We had our snack at the bus station while waiting for a suitable time to take the short walk up to the temple. This is also an UNESCO World Heritage Site and it is so worth the effort to visit this place! Read about the process to visit the garden.  Before you are allowed to enter - you need to comply with some Buddhists ritual. For us, it was hand copying sutras (shakyo) while a monk did chant the same. Every word was pre-printed on the paper so you didn't have to know what to write. But you needed to use a calligraphy pen dipped in ink to fill in. OMG that was hard. But the amazing thing was that while the monks were chanting, over time the world changed - everything that existed was that piece of paper where your entire focus
was directed towards copying a script you didn't know. I leard this is a form of "tuning" the visitor's mind into the optimal state for appreciating the Moss Garden and I think it worked. I could never consider that a Moss Garden would be so amazing, so wonderful, so pretty. There is a pond in the middle that you more or less walk around. Let's do a pic dump again, now from the Saiho-ji:

Moss Garden

Moss Garden

Moss Garden

Moss Garden

Moss Garden

Moss Garden
Everywhere the different greens contrasting with the red, orange and yellow leaves made this a really really special place for scenic beauty. With a pond in the middle reflecting the vista in different angles and some extra scenic spots, this is what I thought to be the most amazing garden on this trip. Boy, was I wrong. Still, I wish everyone could experience this - albeit few visitors would even consider making the effort of complying with the rules.

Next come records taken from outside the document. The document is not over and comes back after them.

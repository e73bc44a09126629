use std::collections::BTreeMap;
use std::path::{Path, PathBuf};
use std::time::Duration;

use pty_manager::PtyConfig;
use serde::{Deserialize, Serialize};

use crate::manager::ManagerSettings;
use crate::protocol::{DataEncoding, InstanceId};
use crate::transport::DialerConfig;

// =============================================================================
// File config (figment-deserialized from defaults / config.toml / env vars)
// =============================================================================
//
//   config.toml:     [connection]
//                    url = "wss://router.example:8443/instances"
//
//   env var:         WEBSHELL_CONNECTION__URL=wss://...   (double underscore = nesting)
//
// CLI flags are applied on top of the extracted struct.

pub const ENV_PREFIX: &str = "WEBSHELL_";

/// Floor for `backoff_ms`, so a dial that fails instantly cannot spin.
pub const MIN_BACKOFF_MS: u64 = 50;

#[derive(Clone, Debug, Default, Serialize, Deserialize)]
pub struct FileConfig {
    #[serde(default)]
    pub connection: ConnectionFileConfig,
    #[serde(default)]
    pub session: SessionFileConfig,
    /// Where the instance identity is persisted (default
    /// `~/.config/instance/client_id.txt`).
    #[serde(default)]
    pub identity_file: Option<PathBuf>,
}

/// Router connection (lives under `[connection]` in config.toml).
#[derive(Clone, Debug, Serialize, Deserialize)]
pub struct ConnectionFileConfig {
    #[serde(default = "default_url")]
    pub url: String,
    /// Skip TLS certificate verification.
    #[serde(default)]
    pub insecure: bool,
    /// Extra handshake headers.
    #[serde(default)]
    pub headers: BTreeMap<String, String>,
    #[serde(default = "default_backoff_ms")]
    pub backoff_ms: u64,
    #[serde(default = "default_dial_timeout_ms")]
    pub dial_timeout_ms: u64,
    #[serde(default = "default_write_timeout_ms")]
    pub write_timeout_ms: u64,
    #[serde(default = "default_outbound_queue")]
    pub outbound_queue: usize,
}

impl Default for ConnectionFileConfig {
    fn default() -> Self {
        Self {
            url: default_url(),
            insecure: false,
            headers: BTreeMap::new(),
            backoff_ms: default_backoff_ms(),
            dial_timeout_ms: default_dial_timeout_ms(),
            write_timeout_ms: default_write_timeout_ms(),
            outbound_queue: default_outbound_queue(),
        }
    }
}

/// Spawned shells (lives under `[session]` in config.toml).
#[derive(Clone, Debug, Default, Serialize, Deserialize)]
pub struct SessionFileConfig {
    /// Shell command; `$SHELL` or `/bin/bash` when unset.
    #[serde(default)]
    pub shell: Option<String>,
    #[serde(default)]
    pub args: Vec<String>,
    #[serde(default)]
    pub encoding: DataEncoding,
}

fn default_url() -> String {
    "wss://localhost:8080/echo".to_string()
}
fn default_backoff_ms() -> u64 {
    1000
}
fn default_dial_timeout_ms() -> u64 {
    10_000
}
fn default_write_timeout_ms() -> u64 {
    5_000
}
fn default_outbound_queue() -> usize {
    256
}

/// `~/.config/instance/config.toml`, if a home directory exists.
pub fn default_config_path() -> Option<PathBuf> {
    dirs::home_dir().map(|home| home.join(".config").join("instance").join("config.toml"))
}

/// Build a figment that layers: defaults → config.toml → WEBSHELL_* env vars.
///
/// A missing config file is not an error.
///   `WEBSHELL_CONNECTION__BACKOFF_MS=250`  →  `connection.backoff_ms = 250`
///   `WEBSHELL_SESSION__SHELL=/bin/zsh`     →  `session.shell = "/bin/zsh"`
pub fn load_config(config_path: Option<&Path>) -> figment::Figment {
    use figment::{
        Figment,
        providers::{Env, Format, Serialized, Toml},
    };

    let mut figment = Figment::from(Serialized::defaults(FileConfig::default()));
    if let Some(path) = config_path {
        figment = figment.merge(Toml::file(path));
    }
    figment.merge(Env::prefixed(ENV_PREFIX).split("__"))
}

// =============================================================================
// Runtime views
// =============================================================================

impl ConnectionFileConfig {
    pub fn dialer_config(&self) -> DialerConfig {
        DialerConfig {
            insecure: self.insecure,
            timeout: Duration::from_millis(self.dial_timeout_ms),
        }
    }

    pub fn header_pairs(&self) -> Vec<(String, String)> {
        self.headers
            .iter()
            .map(|(k, v)| (k.clone(), v.clone()))
            .collect()
    }
}

impl FileConfig {
    pub fn manager_settings(&self, identity: InstanceId) -> ManagerSettings {
        ManagerSettings {
            identity,
            backoff: Duration::from_millis(self.connection.backoff_ms.max(MIN_BACKOFF_MS)),
            write_timeout: Duration::from_millis(self.connection.write_timeout_ms),
            outbound_queue: self.connection.outbound_queue,
            encoding: self.session.encoding,
        }
    }
}

impl SessionFileConfig {
    pub fn pty_config(&self) -> PtyConfig {
        let mut config = PtyConfig::default();
        if let Some(shell) = &self.shell {
            config.command = shell.clone();
        }
        config.args = self.args.clone();
        config
    }
}
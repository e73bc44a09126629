//! PTY Manager - process-backed terminal sessions
//!
//! Spawns a shell attached to a pseudo-terminal and exposes it as a plain
//! async byte stream: a lazy sequence of output chunks, a write path for
//! input, and an idempotent close. It knows nothing about networking.
//!
//! # Example
//!
//! ```no_run
//! use futures::StreamExt;
//! use pty_manager::{PtyConfig, PtySession};
//!
//! #[tokio::main]
//! async fn main() {
//!     let (session, mut output) = PtySession::spawn(PtyConfig::default()).unwrap();
//!
//!     session.write(b"echo hello\n").await.unwrap();
//!
//!     while let Some(chunk) = output.next().await {
//!         print!("{}", String::from_utf8_lossy(&chunk));
//!     }
//!
//!     session.close().await;
//! }
//! ```

mod error;
pub mod pty;

pub use error::PtyError;
pub use pty::{PtyConfig, PtyOutput, PtySession, default_shell};
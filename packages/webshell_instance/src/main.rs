use std::path::PathBuf;
use std::sync::Arc;

use anyhow::{Context, Result};
use clap::Parser;
use tracing::info;
use tracing_subscriber::prelude::*;
use webshell_instance::config::{self, FileConfig};
use webshell_instance::identity;
use webshell_instance::{ConnectionManager, DataEncoding, PtySpawner};

#[derive(Parser, Debug)]
#[command(name = "webshell")]
#[command(about = "Expose interactive shells on this host through a routing server")]
struct Cli {
    /// Router WebSocket URL
    #[arg(long)]
    url: Option<String>,

    /// Skip TLS certificate verification
    #[arg(long)]
    insecure: bool,

    /// Extra handshake header, `Name: value` (repeatable)
    #[arg(long = "header", value_name = "KEY:VALUE", value_parser = parse_header)]
    headers: Vec<(String, String)>,

    /// Where the instance identity is stored
    #[arg(long)]
    identity_file: Option<PathBuf>,

    /// Delay between failed connection attempts, in milliseconds
    #[arg(long)]
    backoff_ms: Option<u64>,

    /// Shell to spawn for each session (defaults to $SHELL)
    #[arg(long)]
    shell: Option<String>,

    /// How outbound terminal bytes are carried
    #[arg(long, value_enum)]
    encoding: Option<DataEncoding>,

    /// Config file (defaults to ~/.config/instance/config.toml)
    #[arg(long)]
    config: Option<PathBuf>,

    /// Enable debug logging
    #[arg(short, long)]
    debug: bool,
}

/// Parse `Name: value`, trimming around the colon.
fn parse_header(raw: &str) -> Result<(String, String), String> {
    let (name, value) = raw
        .split_once(':')
        .ok_or_else(|| format!("expected KEY:VALUE, got {raw:?}"))?;
    let name = name.trim();
    if name.is_empty() {
        return Err(format!("header name is empty in {raw:?}"));
    }
    Ok((name.to_string(), value.trim().to_string()))
}

impl Cli {
    /// CLI flags win over file and env config.
    fn apply(&self, fc: &mut FileConfig) {
        if let Some(url) = &self.url {
            fc.connection.url = url.clone();
        }
        if self.insecure {
            fc.connection.insecure = true;
        }
        for (name, value) in &self.headers {
            fc.connection.headers.insert(name.clone(), value.clone());
        }
        if let Some(path) = &self.identity_file {
            fc.identity_file = Some(path.clone());
        }
        if let Some(backoff_ms) = self.backoff_ms {
            fc.connection.backoff_ms = backoff_ms;
        }
        if let Some(shell) = &self.shell {
            fc.session.shell = Some(shell.clone());
        }
        if let Some(encoding) = self.encoding {
            fc.session.encoding = encoding;
        }
    }
}

#[tokio::main]
async fn main() -> Result<()> {
    let cli = Cli::parse();

    let default_directive = if cli.debug {
        "webshell_instance=debug,webshell=debug,pty_manager=debug,info"
    } else {
        "webshell_instance=info,webshell=info,pty_manager=info,warn"
    };
    let env_filter = tracing_subscriber::EnvFilter::try_from_default_env()
        .unwrap_or_else(|_| tracing_subscriber::EnvFilter::new(default_directive));
    tracing_subscriber::registry()
        .with(tracing_subscriber::fmt::layer())
        .with(env_filter)
        .init();

    // Errors only if another provider was installed first, which is fine
    let _ = rustls::crypto::ring::default_provider().install_default();

    let config_path = cli.config.clone().or_else(config::default_config_path);
    let mut fc: FileConfig = config::load_config(config_path.as_deref())
        .extract()
        .context("invalid configuration")?;
    cli.apply(&mut fc);

    let identity_path = match &fc.identity_file {
        Some(path) => path.clone(),
        None => identity::default_identity_path()?,
    };
    let identity = identity::load_or_generate(&identity_path)?;

    info!(
        url = %fc.connection.url,
        identity = %identity,
        encoding = ?fc.session.encoding,
        "starting webshell instance"
    );

    let spawner = Arc::new(PtySpawner::new(fc.session.pty_config()));
    let manager = ConnectionManager::connect(
        &fc.connection.url,
        &fc.connection.header_pairs(),
        &fc.connection.dialer_config(),
        fc.manager_settings(identity),
        spawner,
    )
    .context("failed to set up connection")?;

    shutdown_signal().await?;
    info!("received shutdown signal, closing sessions");
    manager.close().await;
    info!("shutdown complete");
    Ok(())
}

#[cfg(unix)]
async fn shutdown_signal() -> Result<()> {
    use tokio::signal::unix::{SignalKind, signal};

    let mut terminate =
        signal(SignalKind::terminate()).context("failed to install SIGTERM handler")?;
    tokio::select! {
        result = tokio::signal::ctrl_c() => result.context("failed to install Ctrl+C handler"),
        _ = terminate.recv() => Ok(()),
    }
}

#[cfg(not(unix))]
async fn shutdown_signal() -> Result<()> {
    tokio::signal::ctrl_c()
        .await
        .context("failed to install Ctrl+C handler")
}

Bus back to Kyoto and we got off in the Gion area. The goal was to play paparazzi and find the local Maikos in the Geisha District. Walking here you felt at once transported back in time. The architecture was "old" combined with new. It is dotted with old-style Japanese houses; some residentals (I think) and some were teahouses for "entertainment". There was few people out, it actually felt old as well. Just us roaming the
streets for the opportunity of finding a Maiko. I think we saw enough in the end; they ran so fast even with their odd dresses and clogs. Okidoki, Gion pic dump:

Runner one

Runner two and three

Runner four

Runner five
The dinner was also an interesting event; our great guide Hans got stopped by a nice girl trying to promote a new restaurant. The travel plan said a nice dinner at an Izakaya but this is the good thing with a small group; it is easy to do change the plans and experience new things. So we ended up on the 2nd floor at a small diner. They server great steaks and awesome sauces. I was very impressed by a Yuzo-based one. I want to have it now!. And this was the first time I learned that steaks comes only in one size here. You ordered 100, 200 or 300 gram of great Japanese beef. But it just meant you got one, two or three steaks. Rather interesting for a meat lover who just loves a T-bone steak and those babies can be 4-500 grams each.

When darkness had fallen, back to the hotel and then out onto the town. No matter how much herd mentality you have - you need to explore by yourself. I call it "chaos travel" with the purpose of getting a bit lost.
Explored Yodobashi and was thrilled.

Just imagine having such a store back home. With an entire Swedish store like Media Markt on each floor, dedicated to just a few items. Hundreds upon hundred of tripods for cameras. Camera bags in the hundreds. With infinite money in my pocket - I would be in dreamland. Now it was to much to look at to even consider to buy something. Here I also saw one of the shortest escalators I have ever seen.  Supposedly there exists a 4-steps somewhere in Tokyo.

You could even get a GoPro kit for your stuffed animal here.

Kyotos shortest?

Geek Nirvana? Not far away!

 While walking back to the hotel, I spotted a few Tonkatsu places. Tonkatsu; mmmmmm.